Comprehensive drug efficacy data for mucinous ovarian carcinoma using a novel and extensive biobank of patient-derived organoid models

Mucinous Ovarian Carcinoma (MOC) is a rare ovarian cancer histological subtype with distinct pathology, genomics and clinical outcomes compared to other epithelial ovarian cancers. Accordingly, there is little evidence to guide clinical care, particularly in the use of systemic therapies, and the field has lacked informative and diverse pre-clinical models. We developed MOC-specific methods for generating tumour organoids with a success rate of 70% for long-term cultured lines (n=19). Organoid lines were developed from localised, advanced and recurrent tumours, including from biopsy tissue, and represent diverse genomic features not previously captured by existing cell lines.

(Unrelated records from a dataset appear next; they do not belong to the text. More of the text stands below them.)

//! Handles the configuration of ornitag.
//!
//! this module is responsible for parsing the Ornitag.toml file and merging it with environment
//! variables and cli arguments into the explicit [`RunOptions`] handed to each step of a run.

use config::{Config, ConfigError, Environment, File};
use serde::Deserialize;

use std::{
    path::{Path, PathBuf},
    str::FromStr,
};

pub static DEFAULT_CONFIG: &str = include_str!("../Ornitag.toml");

#[derive(Clone, Debug, Deserialize, Default, PartialEq, Eq)]
pub struct Settings {
    /// How photos are found, resolved and uploaded
    #[serde(default)]
    pub upload: UploadSettings,
    /// Where the photo service lives and how to authenticate with it
    #[serde(default)]
    pub service: ServiceSettings,
}

impl Settings {
    /// Load settings from the config file, environment variables, and CLI arguments.
    ///
    /// The environment variables are prefixed with `ORNITAG_`,
    /// and sections are separated with `__`, e.g. `ORNITAG_SERVICE__BASE_URL`.
    ///
    /// # Errors
    ///
    /// This function will return an error if the config file is not found or if the config file is
    /// invalid.
    #[inline]
    pub fn init(
        config: PathBuf,
        token_file: Option<PathBuf>,
        log_level: Option<log::LevelFilter>,
    ) -> Result<Self, ConfigError> {
        Self::init_with_env(config, environment(), token_file, log_level)
    }

    fn init_with_env(
        config: PathBuf,
        environment: Environment,
        token_file: Option<PathBuf>,
        log_level: Option<log::LevelFilter>,
    ) -> Result<Self, ConfigError> {
        let s = Config::builder()
            .add_source(File::from(config))
            .add_source(environment)
            .build()?;

        let mut settings: Self = s.try_deserialize()?;

        if let Some(token_file) = token_file {
            settings.service.token_file = token_file;
        }
        settings.service.token_file = expand_tilde(&settings.service.token_file);
        settings.upload.spreadsheet = expand_tilde(&settings.upload.spreadsheet);

        if let Some(log_level) = log_level {
            settings.upload.log_level = log_level;
        }

        Ok(settings)
    }

    /// Get the (default) path to the config file.
    /// If the config file does not exist at this path, it will be created with the default config.
    ///
    /// See [`crate::get_config_dir`] for more information about where this default path is located.
    ///
    /// # Errors
    ///
    /// This function will return an error if the system config directory (e.g., `~/.config` on linux) could not be found, or if the config file was missing and could not be created.
    #[inline]
    pub fn get_config_path() -> Result<PathBuf, std::io::Error> {
        match crate::get_config_dir() {
            Ok(config_dir) => {
                // if the config directory does not exist, create it
                if !config_dir.exists() {
                    std::fs::create_dir_all(&config_dir)?;
                }
                let config_file = config_dir.join("Ornitag.toml");

                if !config_file.exists() {
                    std::fs::write(&config_file, DEFAULT_CONFIG)?;
                }

                Ok(config_file)
            }
            Err(e) => Err(std::io::Error::new(
                std::io::ErrorKind::NotFound,
                e.to_string(),
            )),
        }
    }

    /// The spreadsheet to read for a run over `photo_dir`.
    ///
    /// A relative `upload.spreadsheet` is taken to live inside the photo directory.
    #[must_use]
    #[inline]
    pub fn spreadsheet_path(&self, photo_dir: &Path) -> PathBuf {
        if self.upload.spreadsheet.is_absolute() {
            self.upload.spreadsheet.clone()
        } else {
            photo_dir.join(&self.upload.spreadsheet)
        }
    }

    /// Build the options for a single run.
    ///
    /// `swap_roles` can only turn the swapped convention on, never off.
    #[must_use]
    #[inline]
    pub fn run_options(&self, dry_run: bool, swap_roles: bool) -> RunOptions {
        RunOptions {
            roles_swapped: swap_roles || self.upload.swap_roles,
            dry_run,
            max_concurrent_uploads: self.upload.max_concurrent_uploads.max(1),
        }
    }
}

/// `ORNITAG_<SECTION>__<KEY>`, e.g. `ORNITAG_UPLOAD__SWAP_ROLES`.
fn environment() -> Environment {
    Environment::with_prefix("ORNITAG")
        .prefix_separator("_")
        .separator("__")
        .try_parsing(true)
}

/// The knobs a single run is executed with.
#[derive(Clone, Copy, Debug, PartialEq, Eq)]
pub struct RunOptions {
    /// `true` when photos live in `<tag code>/<bird code>/`, rather than `<bird code>/<tag code>/`
    pub roles_swapped: bool,
    /// Skip every call that changes something on the photo service
    pub dry_run: bool,
    /// How many file transfers may be in flight at once, at least 1
    pub max_concurrent_uploads: usize,
}

impl Default for RunOptions {
    #[inline]
    fn default() -> Self {
        Self {
            roles_swapped: false,
            dry_run: false,
            max_concurrent_uploads: default_max_concurrent_uploads(),
        }
    }
}

#[derive(Clone, Debug, Deserialize, PartialEq, Eq)]
pub struct UploadSettings {
    /// The metadata spreadsheet, relative to the photo directory unless absolute.
    /// Default is "birds.xlsx".
    #[serde(default = "default_spreadsheet")]
    pub spreadsheet: PathBuf,
    /// Whether the directory layout is `<tag code>/<bird code>/` instead of
    /// `<bird code>/<tag code>/`.
    #[serde(default)]
    pub swap_roles: bool,
    /// How many file transfers may run at once.
    /// Album creation and insertion always happen one photo at a time regardless.
    /// Default is 1.
    #[serde(default = "default_max_concurrent_uploads")]
    pub max_concurrent_uploads: usize,
    /// What level of logging to use.
    /// Default is "info".
    #[serde(default = "default_log_level")]
    #[serde(deserialize_with = "de_log_level")]
    pub log_level: log::LevelFilter,
}

fn de_log_level<'de, D>(deserializer: D) -> Result<log::LevelFilter, D::Error>
where
    D: serde::Deserializer<'de>,
{
    let s = String::deserialize(deserializer)?;
    Ok(log::LevelFilter::from_str(&s).unwrap_or_else(|_| default_log_level()))
}

fn expand_tilde(path: &Path) -> PathBuf {
    shellexpand::tilde(&path.to_string_lossy())
        .into_owned()
        .into()
}

fn default_spreadsheet() -> PathBuf {
    PathBuf::from("birds.xlsx")
}

const fn default_max_concurrent_uploads() -> usize {
    1
}

const fn default_log_level() -> log::LevelFilter {
    log::LevelFilter::Info
}

impl Default for UploadSettings {
    #[inline]
    fn default() -> Self {
        Self {
            spreadsheet: default_spreadsheet(),
            swap_roles: false,
            max_concurrent_uploads: default_max_concurrent_uploads(),
            log_level: default_log_level(),
        }
    }
}

#[derive(Clone, Debug, Deserialize, PartialEq, Eq)]
pub struct ServiceSettings {
    /// Base URL of the photo service's REST API.
    #[serde(default = "default_base_url")]
    pub base_url: String,
    /// File containing the bearer token for the photo service.
    #[serde(default = "default_token_file")]
    pub token_file: PathBuf,
    /// Per-request timeout in seconds.
    /// Default is 60.
    #[serde(default = "default_timeout_secs")]
    pub timeout_secs: u64,
}

fn default_base_url() -> String {
    "http://localhost:8080/api".to_string()
}

fn default_token_file() -> PathBuf {
    expand_tilde(Path::new("~/.config/ornitag/token"))
}

const fn default_timeout_secs() -> u64 {
    60
}

impl Default for ServiceSettings {
    #[inline]
    fn default() -> Self {
        Self {
            base_url: default_base_url(),
            token_file: default_token_file(),
            timeout_secs: default_timeout_secs(),
        }
    }
}

#[cfg(test)]
mod tests {
    use super::*;

    use pretty_assertions::assert_eq;
    use rstest::rstest;

    #[derive(Debug, PartialEq, Eq, Deserialize)]
    #[serde(transparent)]
    struct LogLevelTest {
        #[serde(deserialize_with = "de_log_level")]
        log_level: log::LevelFilter,
    }

    #[rstest]
    #[case("debug", log::LevelFilter::Debug)]
    #[case("TRACE", log::LevelFilter::Trace)]
    #[case("off", log::LevelFilter::Off)]
    #[case("nonsense", log::LevelFilter::Info)]
    fn test_de_log_level(#[case] input: &str, #[case] expected: log::LevelFilter) {
        let parsed: LogLevelTest = serde_json::from_value(serde_json::json!(input)).unwrap();
        assert_eq!(parsed.log_level, expected);
    }

    #[test]
    fn test_init_config() {
        let temp_dir = tempfile::tempdir().unwrap();
        let config_path = temp_dir.path().join("config.toml");
        std::fs::write(
            &config_path,
            r#"
[upload]
spreadsheet = "/data/birds.ods"
swap_roles = true
max_concurrent_uploads = 4
log_level = "debug"

[service]
base_url = "https://photos.example.com/api"
token_file = "/secrets/token"
timeout_secs = 5
            "#,
        )
        .unwrap();

        let expected = Settings {
            upload: UploadSettings {
                spreadsheet: "/data/birds.ods".into(),
                swap_roles: true,
                max_concurrent_uploads: 4,
                log_level: log::LevelFilter::Debug,
            },
            service: ServiceSettings {
                base_url: "https://photos.example.com/api".into(),
                token_file: "/secrets/token".into(),
                timeout_secs: 5,
            },
        };

        let settings = Settings::init(config_path, None, None).unwrap();

        assert_eq!(settings, expected);
    }

    #[test]
    fn test_flags_override_config() {
        let temp_dir = tempfile::tempdir().unwrap();
        let config_path = temp_dir.path().join("config.toml");
        std::fs::write(
            &config_path,
            r#"
[upload]
log_level = "warn"

[service]
token_file = "/secrets/token"
            "#,
        )
        .unwrap();

        let settings = Settings::init(
            config_path,
            Some("/other/token".into()),
            Some(log::LevelFilter::Trace),
        )
        .unwrap();

        assert_eq!(settings.service.token_file, PathBuf::from("/other/token"));
        assert_eq!(settings.upload.log_level, log::LevelFilter::Trace);
        assert_eq!(settings.upload.spreadsheet, PathBuf::from("birds.xlsx"));
    }

    #[rstest]
    #[case("ORNITAG_SERVICE__BASE_URL", "https://env.example.com/api")]
    #[case("ORNITAG_UPLOAD__SPREADSHEET", "/env/birds.ods")]
    fn test_env_overrides_config(#[case] key: &str, #[case] value: &str) {
        let temp_dir = tempfile::tempdir().unwrap();
        let config_path = temp_dir.path().join("config.toml");
        std::fs::write(&config_path, DEFAULT_CONFIG).unwrap();
        let env = config::Map::from([(key.to_string(), value.to_string())]);

        let settings =
            Settings::init_with_env(config_path, environment().source(Some(env)), None, None)
                .unwrap();

        let actual = if key.contains("SERVICE") {
            settings.service.base_url
        } else {
            settings.upload.spreadsheet.display().to_string()
        };
        assert_eq!(actual, value);
    }

    #[test]
    fn test_env_parses_values() {
        let temp_dir = tempfile::tempdir().unwrap();
        let config_path = temp_dir.path().join("config.toml");
        std::fs::write(&config_path, DEFAULT_CONFIG).unwrap();
        let env = config::Map::from([
            ("ORNITAG_UPLOAD__SWAP_ROLES".to_string(), "true".to_string()),
            (
                "ORNITAG_UPLOAD__MAX_CONCURRENT_UPLOADS".to_string(),
                "3".to_string(),
            ),
        ]);

        let settings =
            Settings::init_with_env(config_path, environment().source(Some(env)), None, None)
                .unwrap();

        assert!(settings.upload.swap_roles);
        assert_eq!(settings.upload.max_concurrent_uploads, 3);
    }

    #[test]
    fn test_default_config_works() {
        let temp_dir = tempfile::tempdir().unwrap();
        let config_path = temp_dir.path().join("config.toml");
        std::fs::write(&config_path, DEFAULT_CONFIG).unwrap();

        let settings = Settings::init(config_path, None, None);

        assert!(settings.is_ok(), "Error: {:?}", settings.err());
        let settings = settings.unwrap();
        assert_eq!(settings.upload, UploadSettings::default());
        assert_eq!(settings.service, ServiceSettings::default());
    }

    #[rstest]
    #[case("birds.xlsx", "/photos/birds.xlsx")]
    #[case("meta/birds.ods", "/photos/meta/birds.ods")]
    #[case("/elsewhere/birds.xlsx", "/elsewhere/birds.xlsx")]
    fn test_spreadsheet_path(#[case] spreadsheet: &str, #[case] expected: &str) {
        let settings = Settings {
            upload: UploadSettings {
                spreadsheet: spreadsheet.into(),
                ..Default::default()
            },
            ..Default::default()
        };

        assert_eq!(
            settings.spreadsheet_path(Path::new("/photos")),
            PathBuf::from(expected)
        );
    }

    #[rstest]
    #[case(false, false, false)]
    #[case(true, false, true)]
    #[case(false, true, true)]
    #[case(true, true, true)]
    fn test_run_options_swap(
        #[case] configured: bool,
        #[case] flag: bool,
        #[case] expected: bool,
    ) {
        let mut settings = Settings::default();
        settings.upload.swap_roles = configured;
        settings.upload.max_concurrent_uploads = 0;

        let options = settings.run_options(true, flag);

        assert_eq!(options.roles_swapped, expected);
        assert!(options.dry_run);
        assert_eq!(options.max_concurrent_uploads, 1);
    }
}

The organoid lines were highly similar to the tumours of origin for genomic and immunohistochemical markers. Screening using a panel of 11 chemotherapy agents highlighted resistance to standard-of-care agents such as carboplatin. Gastrointestinal cancer chemotherapy agents and their combination regimens lacked activity. Paclitaxel was often highly potent at low doses but failed to kill all cells. However, less frequently used drugs such as gemcitabine, topotecan and doxorubicin inhibited many of the lines more effectively than paclitaxel. Available, but non-standard of care, chemotherapy agents should be considered for clinical management of MOC. This is the largest (by [~]10 fold) cohort of fully characterised patient-derived MOC organoid lines described and the first with extensive drug screening data affording an opportunity for drug discovery and screening for personalised treatment.